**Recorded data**
######

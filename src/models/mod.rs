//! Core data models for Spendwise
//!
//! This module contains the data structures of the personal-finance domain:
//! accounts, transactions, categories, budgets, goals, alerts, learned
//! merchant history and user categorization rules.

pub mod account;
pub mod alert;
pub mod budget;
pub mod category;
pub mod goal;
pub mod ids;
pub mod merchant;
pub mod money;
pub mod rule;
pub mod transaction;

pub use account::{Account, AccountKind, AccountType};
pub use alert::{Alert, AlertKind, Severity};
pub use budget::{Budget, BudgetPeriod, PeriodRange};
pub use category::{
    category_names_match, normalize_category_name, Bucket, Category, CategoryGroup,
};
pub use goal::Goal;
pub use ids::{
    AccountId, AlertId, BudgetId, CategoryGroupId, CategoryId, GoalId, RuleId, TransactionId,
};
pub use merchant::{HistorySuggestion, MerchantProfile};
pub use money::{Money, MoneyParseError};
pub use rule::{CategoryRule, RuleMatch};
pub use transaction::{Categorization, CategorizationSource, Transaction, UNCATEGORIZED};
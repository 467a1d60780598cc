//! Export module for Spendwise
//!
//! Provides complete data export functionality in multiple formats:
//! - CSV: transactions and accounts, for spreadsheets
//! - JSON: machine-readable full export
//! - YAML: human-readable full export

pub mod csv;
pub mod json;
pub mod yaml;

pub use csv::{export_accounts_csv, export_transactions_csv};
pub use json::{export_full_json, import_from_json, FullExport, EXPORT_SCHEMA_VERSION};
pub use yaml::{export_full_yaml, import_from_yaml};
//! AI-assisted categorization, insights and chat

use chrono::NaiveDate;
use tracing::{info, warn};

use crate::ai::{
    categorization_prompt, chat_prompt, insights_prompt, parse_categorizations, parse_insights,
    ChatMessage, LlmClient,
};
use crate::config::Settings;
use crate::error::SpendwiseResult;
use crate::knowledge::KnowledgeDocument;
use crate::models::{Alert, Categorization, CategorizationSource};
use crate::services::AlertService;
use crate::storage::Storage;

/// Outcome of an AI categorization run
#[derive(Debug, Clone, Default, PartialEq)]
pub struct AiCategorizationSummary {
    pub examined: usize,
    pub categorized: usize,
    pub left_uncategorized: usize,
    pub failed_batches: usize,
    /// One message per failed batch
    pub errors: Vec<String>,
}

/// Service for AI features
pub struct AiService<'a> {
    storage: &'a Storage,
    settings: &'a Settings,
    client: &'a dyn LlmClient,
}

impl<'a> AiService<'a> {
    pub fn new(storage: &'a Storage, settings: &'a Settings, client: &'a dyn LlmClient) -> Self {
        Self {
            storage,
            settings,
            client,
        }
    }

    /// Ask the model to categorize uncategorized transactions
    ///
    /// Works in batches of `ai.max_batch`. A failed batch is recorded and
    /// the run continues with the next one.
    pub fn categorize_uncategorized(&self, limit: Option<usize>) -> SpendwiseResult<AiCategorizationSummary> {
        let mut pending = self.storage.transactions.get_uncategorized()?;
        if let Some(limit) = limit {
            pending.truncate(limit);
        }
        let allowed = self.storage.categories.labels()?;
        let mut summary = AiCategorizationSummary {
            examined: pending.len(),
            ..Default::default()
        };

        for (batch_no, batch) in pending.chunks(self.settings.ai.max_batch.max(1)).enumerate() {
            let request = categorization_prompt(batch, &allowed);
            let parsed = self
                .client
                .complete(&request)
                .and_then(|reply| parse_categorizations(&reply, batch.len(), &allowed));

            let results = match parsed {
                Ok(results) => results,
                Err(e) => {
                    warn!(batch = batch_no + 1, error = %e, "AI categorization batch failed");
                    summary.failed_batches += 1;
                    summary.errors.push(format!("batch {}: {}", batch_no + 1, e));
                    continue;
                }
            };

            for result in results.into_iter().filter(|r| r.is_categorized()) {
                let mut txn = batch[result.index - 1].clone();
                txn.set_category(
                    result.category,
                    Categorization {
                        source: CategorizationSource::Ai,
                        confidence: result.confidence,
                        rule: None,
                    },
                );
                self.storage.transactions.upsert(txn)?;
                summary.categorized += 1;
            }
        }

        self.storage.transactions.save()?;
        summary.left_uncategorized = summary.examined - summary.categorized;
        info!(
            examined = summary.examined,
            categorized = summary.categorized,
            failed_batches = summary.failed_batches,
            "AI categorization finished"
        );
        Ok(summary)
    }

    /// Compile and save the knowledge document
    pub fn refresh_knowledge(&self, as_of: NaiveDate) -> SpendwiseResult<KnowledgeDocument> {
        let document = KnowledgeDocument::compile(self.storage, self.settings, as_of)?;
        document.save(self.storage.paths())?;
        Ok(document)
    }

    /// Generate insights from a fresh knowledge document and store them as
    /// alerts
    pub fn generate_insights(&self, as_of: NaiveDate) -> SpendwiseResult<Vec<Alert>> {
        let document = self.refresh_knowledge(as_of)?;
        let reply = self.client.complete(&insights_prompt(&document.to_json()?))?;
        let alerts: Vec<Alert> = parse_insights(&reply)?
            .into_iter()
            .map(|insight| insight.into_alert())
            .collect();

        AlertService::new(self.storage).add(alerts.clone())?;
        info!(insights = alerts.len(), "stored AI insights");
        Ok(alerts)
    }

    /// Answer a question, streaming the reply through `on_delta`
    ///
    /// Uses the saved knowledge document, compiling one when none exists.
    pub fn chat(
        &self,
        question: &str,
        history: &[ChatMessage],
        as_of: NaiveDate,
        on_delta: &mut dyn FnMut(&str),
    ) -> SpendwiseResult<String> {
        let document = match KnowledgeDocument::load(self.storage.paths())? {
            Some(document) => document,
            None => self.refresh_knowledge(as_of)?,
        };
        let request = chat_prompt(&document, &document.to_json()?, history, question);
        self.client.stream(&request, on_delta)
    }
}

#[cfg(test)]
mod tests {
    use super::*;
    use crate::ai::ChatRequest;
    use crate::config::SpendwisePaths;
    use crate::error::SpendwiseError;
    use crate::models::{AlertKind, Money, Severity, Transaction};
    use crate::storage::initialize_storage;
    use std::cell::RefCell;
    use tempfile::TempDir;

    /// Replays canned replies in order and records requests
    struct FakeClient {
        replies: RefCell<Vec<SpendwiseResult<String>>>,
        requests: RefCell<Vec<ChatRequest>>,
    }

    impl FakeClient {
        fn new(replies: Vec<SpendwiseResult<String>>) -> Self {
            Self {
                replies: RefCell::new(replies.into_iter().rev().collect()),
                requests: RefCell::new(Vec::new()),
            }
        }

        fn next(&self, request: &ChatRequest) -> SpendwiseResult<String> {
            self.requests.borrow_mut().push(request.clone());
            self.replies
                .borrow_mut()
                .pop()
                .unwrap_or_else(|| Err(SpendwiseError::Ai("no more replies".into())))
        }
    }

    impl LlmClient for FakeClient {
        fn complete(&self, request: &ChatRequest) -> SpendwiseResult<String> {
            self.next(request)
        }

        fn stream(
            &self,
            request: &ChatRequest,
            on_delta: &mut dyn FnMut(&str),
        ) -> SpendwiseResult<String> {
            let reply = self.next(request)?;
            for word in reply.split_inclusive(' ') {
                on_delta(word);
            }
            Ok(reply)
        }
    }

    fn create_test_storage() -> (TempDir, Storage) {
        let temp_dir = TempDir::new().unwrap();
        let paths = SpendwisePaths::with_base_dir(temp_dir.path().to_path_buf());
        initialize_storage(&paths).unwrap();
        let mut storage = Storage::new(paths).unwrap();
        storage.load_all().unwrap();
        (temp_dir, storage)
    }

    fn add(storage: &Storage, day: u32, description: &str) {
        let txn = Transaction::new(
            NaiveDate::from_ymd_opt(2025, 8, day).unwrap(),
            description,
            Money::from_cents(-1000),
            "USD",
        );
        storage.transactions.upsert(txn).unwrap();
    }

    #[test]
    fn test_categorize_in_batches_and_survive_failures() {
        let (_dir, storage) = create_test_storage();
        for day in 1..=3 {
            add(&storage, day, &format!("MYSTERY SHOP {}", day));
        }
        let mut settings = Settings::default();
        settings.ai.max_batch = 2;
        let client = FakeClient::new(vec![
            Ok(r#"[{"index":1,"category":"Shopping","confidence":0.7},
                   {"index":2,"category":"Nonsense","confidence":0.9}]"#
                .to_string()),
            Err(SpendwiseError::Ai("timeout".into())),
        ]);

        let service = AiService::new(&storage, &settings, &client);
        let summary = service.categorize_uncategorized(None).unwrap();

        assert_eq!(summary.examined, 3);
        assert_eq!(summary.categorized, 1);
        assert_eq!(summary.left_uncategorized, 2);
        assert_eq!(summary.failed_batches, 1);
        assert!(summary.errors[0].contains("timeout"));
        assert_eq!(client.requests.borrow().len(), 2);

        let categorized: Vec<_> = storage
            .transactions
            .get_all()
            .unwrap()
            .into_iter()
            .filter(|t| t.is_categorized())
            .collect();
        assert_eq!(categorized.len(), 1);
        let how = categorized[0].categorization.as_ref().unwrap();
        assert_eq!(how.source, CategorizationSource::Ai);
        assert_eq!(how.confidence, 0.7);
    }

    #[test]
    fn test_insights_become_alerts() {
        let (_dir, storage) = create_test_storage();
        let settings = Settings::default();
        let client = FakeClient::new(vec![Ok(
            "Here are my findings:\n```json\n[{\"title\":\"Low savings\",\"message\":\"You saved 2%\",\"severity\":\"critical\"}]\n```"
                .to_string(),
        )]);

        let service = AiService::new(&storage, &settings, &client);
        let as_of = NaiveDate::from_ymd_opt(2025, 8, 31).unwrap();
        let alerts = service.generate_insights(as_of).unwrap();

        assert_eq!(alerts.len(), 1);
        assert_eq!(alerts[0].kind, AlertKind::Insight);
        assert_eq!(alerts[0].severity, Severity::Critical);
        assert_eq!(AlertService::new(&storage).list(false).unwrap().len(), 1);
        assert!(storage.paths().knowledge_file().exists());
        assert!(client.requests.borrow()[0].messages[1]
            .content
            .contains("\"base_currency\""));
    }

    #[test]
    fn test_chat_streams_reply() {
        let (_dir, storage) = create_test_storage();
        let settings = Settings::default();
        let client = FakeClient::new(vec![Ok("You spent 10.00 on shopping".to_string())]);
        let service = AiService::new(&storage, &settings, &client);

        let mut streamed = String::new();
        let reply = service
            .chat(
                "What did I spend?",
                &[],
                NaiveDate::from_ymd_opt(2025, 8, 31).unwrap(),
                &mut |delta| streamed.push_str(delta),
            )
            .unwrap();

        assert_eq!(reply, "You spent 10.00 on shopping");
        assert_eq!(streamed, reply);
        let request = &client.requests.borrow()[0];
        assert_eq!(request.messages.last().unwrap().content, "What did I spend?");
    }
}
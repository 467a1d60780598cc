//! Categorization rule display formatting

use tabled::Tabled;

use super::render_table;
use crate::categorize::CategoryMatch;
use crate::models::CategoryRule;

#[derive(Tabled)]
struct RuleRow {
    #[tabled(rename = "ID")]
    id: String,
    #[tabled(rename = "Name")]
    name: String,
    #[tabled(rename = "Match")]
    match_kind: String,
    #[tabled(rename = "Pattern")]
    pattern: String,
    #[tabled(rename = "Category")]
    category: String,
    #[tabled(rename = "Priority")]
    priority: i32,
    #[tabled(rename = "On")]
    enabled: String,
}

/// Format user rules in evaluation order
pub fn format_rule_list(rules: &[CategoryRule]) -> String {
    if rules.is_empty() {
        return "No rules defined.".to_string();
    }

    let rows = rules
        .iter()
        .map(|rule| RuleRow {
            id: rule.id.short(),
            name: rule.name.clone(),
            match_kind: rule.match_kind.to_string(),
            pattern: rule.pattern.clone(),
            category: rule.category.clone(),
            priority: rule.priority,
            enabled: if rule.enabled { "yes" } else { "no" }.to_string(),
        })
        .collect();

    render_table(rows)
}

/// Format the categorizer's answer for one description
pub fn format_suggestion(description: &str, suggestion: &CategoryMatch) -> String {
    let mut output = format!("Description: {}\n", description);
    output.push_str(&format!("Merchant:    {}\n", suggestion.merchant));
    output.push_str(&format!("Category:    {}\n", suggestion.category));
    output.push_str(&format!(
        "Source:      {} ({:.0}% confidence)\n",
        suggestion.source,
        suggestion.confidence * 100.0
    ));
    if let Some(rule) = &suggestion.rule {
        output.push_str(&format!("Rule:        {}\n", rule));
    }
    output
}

######

**Exercise aim**
Copy the records above exactly, please, but only from the first line through the line containing "use crate::knowledge::KnowledgeDocument;".

**Answer to the exercise**
filename src/models/mod.rs
//! Core data models for Spendwise
//!
//! This module contains the data structures of the personal-finance domain:
//! accounts, transactions, categories, budgets, goals, alerts, learned
//! merchant history and user categorization rules.

pub mod account;
pub mod alert;
pub mod budget;
pub mod category;
pub mod goal;
pub mod ids;
pub mod merchant;
pub mod money;
pub mod rule;
pub mod transaction;

pub use account::{Account, AccountKind, AccountType};
pub use alert::{Alert, AlertKind, Severity};
pub use budget::{Budget, BudgetPeriod, PeriodRange};
pub use category::{
    category_names_match, normalize_category_name, Bucket, Category, CategoryGroup,
};
pub use goal::Goal;
pub use ids::{
    AccountId, AlertId, BudgetId, CategoryGroupId, CategoryId, GoalId, RuleId, TransactionId,
};
pub use merchant::{HistorySuggestion, MerchantProfile};
pub use money::{Money, MoneyParseError};
pub use rule::{CategoryRule, RuleMatch};
pub use transaction::{Categorization, CategorizationSource, Transaction, UNCATEGORIZED};
repository 467a1d60780598cc
//! Export module for Spendwise
//!
//! Provides complete data export functionality in multiple formats:
//! - CSV: transactions and accounts, for spreadsheets
//! - JSON: machine-readable full export
//! - YAML: human-readable full export

pub mod csv;
pub mod json;
pub mod yaml;

pub use csv::{export_accounts_csv, export_transactions_csv};
pub use json::{export_full_json, import_from_json, FullExport, EXPORT_SCHEMA_VERSION};
pub use yaml::{export_full_yaml, import_from_yaml};
//! AI-assisted categorization, insights and chat

use chrono::NaiveDate;
use tracing::{info, warn};

use crate::ai::{
    categorization_prompt, chat_prompt, insights_prompt, parse_categorizations, parse_insights,
    ChatMessage, LlmClient,
};
use crate::config::Settings;
use crate::error::SpendwiseResult;
use crate::knowledge::KnowledgeDocument;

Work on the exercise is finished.